(Collected data entries)
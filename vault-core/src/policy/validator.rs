use super::retention::{RetentionPolicy, RetentionRule, RetentionSelector};
use super::schedule::BackupSchedule;
use super::types::{RetentionType, ScheduleType};
use crate::config::ValidationConfig;
use crate::constants::retention::{LAST_DAY_OF_MONTH, MAX_EXPLICIT_DAY_OF_MONTH};
use crate::error::{Result, VaultError};
use crate::models::ProtectionPolicy;
use regex::Regex;
use std::collections::HashSet;

/// 各层保留数量的闭区间 (最小, 最大)
#[derive(Debug, Clone, Copy, PartialEq, Eq)]
pub struct RetentionLimits {
    pub daily: (u32, u32),
    pub weekly: (u32, u32),
    pub monthly: (u32, u32),
    pub yearly: (u32, u32),
}

impl RetentionLimits {
    pub fn for_type(&self, retention_type: RetentionType) -> (u32, u32) {
        match retention_type {
            RetentionType::Daily => self.daily,
            RetentionType::Weekly => self.weekly,
            RetentionType::Monthly => self.monthly,
            RetentionType::Yearly => self.yearly,
        }
    }
}

/// 策略名称规则
#[derive(Debug, Clone)]
pub struct NameRules {
    pattern: Regex,
    min_length: usize,
    max_length: usize,
}

impl NameRules {
    pub fn new(pattern: &str, min_length: usize, max_length: usize) -> Result<Self> {
        let pattern = Regex::new(pattern)
            .map_err(|e| VaultError::InvalidConfig(format!("策略名称正则无效: {e}")))?;
        Ok(Self {
            pattern,
            min_length,
            max_length,
        })
    }
}

/// 保护策略校验器
///
/// 所有规则在构造时注入，校验本身不做任何 I/O。
#[derive(Debug, Clone)]
pub struct PolicyValidator {
    limits: RetentionLimits,
    names: NameRules,
}

impl PolicyValidator {
    pub fn new(limits: RetentionLimits, names: NameRules) -> Self {
        Self { limits, names }
    }

    /// 从配置构建校验器
    pub fn from_config(config: &ValidationConfig) -> Result<Self> {
        Ok(Self::new(config.retention_limits()?, config.name_rules()?))
    }

    pub fn limits(&self) -> &RetentionLimits {
        &self.limits
    }

    /// 校验策略名称
    pub fn validate_policy_name(&self, name: &str) -> Result<()> {
        let length = name.chars().count();
        if length < self.names.min_length || length > self.names.max_length {
            return Err(VaultError::invalid_argument(
                "Name",
                format!(
                    "策略名称长度必须在 {} 到 {} 个字符之间，当前为 {}",
                    self.names.min_length, self.names.max_length, length
                ),
            ));
        }

        if !self.names.pattern.is_match(name) {
            return Err(VaultError::invalid_argument(
                "Name",
                format!(
                    "策略名称 {name} 不合法：必须以字母开头，以字母或数字结尾，中间只能包含字母、数字和连字符"
                ),
            ));
        }

        Ok(())
    }

    /// 校验保留策略列表，提供计划类型时同时检查两者是否匹配
    pub fn validate_retention_policies(
        &self,
        policies: &[RetentionPolicy],
        schedule_type: Option<ScheduleType>,
    ) -> Result<()> {
        if policies.is_empty() {
            return Err(VaultError::invalid_argument(
                "RetentionPolicies",
                "至少需要一个保留策略",
            ));
        }

        let mut seen = HashSet::new();
        for policy in policies {
            let retention_type = policy.retention_type();
            if !seen.insert(retention_type) {
                return Err(VaultError::invalid_argument(
                    "RetentionPolicies",
                    format!("{retention_type} 保留策略重复"),
                ));
            }
            self.validate_retention_policy(policy)?;
        }

        match schedule_type {
            Some(ScheduleType::Daily) if !seen.contains(&RetentionType::Daily) => {
                Err(VaultError::invalid_argument(
                    "RetentionPolicies",
                    "Daily 备份计划必须包含 Daily 保留策略",
                ))
            }
            Some(ScheduleType::Weekly) if !seen.contains(&RetentionType::Weekly) => {
                Err(VaultError::invalid_argument(
                    "RetentionPolicies",
                    "Weekly 备份计划必须包含 Weekly 保留策略",
                ))
            }
            Some(ScheduleType::Weekly) if seen.contains(&RetentionType::Daily) => {
                Err(VaultError::invalid_argument(
                    "RetentionPolicies",
                    "Weekly 备份计划不能包含 Daily 保留策略",
                ))
            }
            _ => Ok(()),
        }
    }

    /// 校验单个保留策略
    pub fn validate_retention_policy(&self, policy: &RetentionPolicy) -> Result<()> {
        let retention_type = policy.retention_type();
        let (min, max) = self.limits.for_type(retention_type);
        if policy.retention < min || policy.retention > max {
            return Err(VaultError::invalid_argument(
                "Retention",
                format!(
                    "{retention_type} 保留数量必须在 {min} 到 {max} 之间，当前为 {}",
                    policy.retention
                ),
            ));
        }

        match &policy.rule {
            RetentionRule::Daily => Ok(()),
            RetentionRule::Weekly { days_of_week } => {
                if days_of_week.is_empty() {
                    return Err(missing_field("DaysOfWeek", retention_type));
                }
                Ok(())
            }
            RetentionRule::Monthly { selector } => validate_selector(selector, retention_type),
            RetentionRule::Yearly {
                months_of_year,
                selector,
            } => {
                if months_of_year.is_empty() {
                    return Err(missing_field("MonthsOfYear", retention_type));
                }
                validate_selector(selector, retention_type)
            }
        }
    }

    /// 校验备份计划本身
    pub fn validate_schedule(&self, schedule: &BackupSchedule) -> Result<()> {
        if schedule.schedule_type == ScheduleType::Weekly && schedule.run_days.is_empty() {
            return Err(VaultError::invalid_argument(
                "ScheduleRunDays",
                "Weekly 备份计划必须指定运行日",
            ));
        }
        if schedule.schedule_type == ScheduleType::Daily && !schedule.run_days.is_empty() {
            return Err(VaultError::invalid_argument(
                "ScheduleRunDays",
                "Daily 备份计划不能指定运行日",
            ));
        }
        Ok(())
    }

    /// 提交前对完整策略做一次校验
    pub fn validate_policy(&self, policy: &ProtectionPolicy) -> Result<()> {
        self.validate_policy_name(&policy.name)?;
        self.validate_schedule(&policy.schedule)?;
        self.validate_retention_policies(
            &policy.retention_policies,
            Some(policy.schedule.schedule_type),
        )
    }
}

fn missing_field(field: &str, retention_type: RetentionType) -> VaultError {
    VaultError::invalid_argument(field, format!("{retention_type} 保留策略必须指定 {field}"))
}

fn validate_selector(selector: &RetentionSelector, retention_type: RetentionType) -> Result<()> {
    match selector {
        RetentionSelector::Daily { days_of_month } => {
            if days_of_month.is_empty() {
                return Err(missing_field("DaysOfMonth", retention_type));
            }
            if let Some(day) = days_of_month
                .iter()
                .find(|day| **day == 0 || (**day > MAX_EXPLICIT_DAY_OF_MONTH && **day != LAST_DAY_OF_MONTH))
            {
                return Err(VaultError::invalid_argument(
                    "DaysOfMonth",
                    format!(
                        "{retention_type} 保留策略的日期 {day} 无效，只能为 1-{MAX_EXPLICIT_DAY_OF_MONTH} 或 {LAST_DAY_OF_MONTH}（当月最后一天）"
                    ),
                ));
            }
            Ok(())
        }
        RetentionSelector::Weekly {
            week_numbers,
            days_of_week,
        } => {
            if days_of_week.is_empty() {
                return Err(missing_field("DaysOfWeek", retention_type));
            }
            if week_numbers.is_empty() {
                return Err(missing_field("WeekNumber", retention_type));
            }
            Ok(())
        }
    }
}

* _Goal of the exercise_:
Pick out each line above that includes "DaysOfMonth" and show it.

* _Answer to this problem_:
                return Err(missing_field("DaysOfMonth", retention_type));
                    "DaysOfMonth",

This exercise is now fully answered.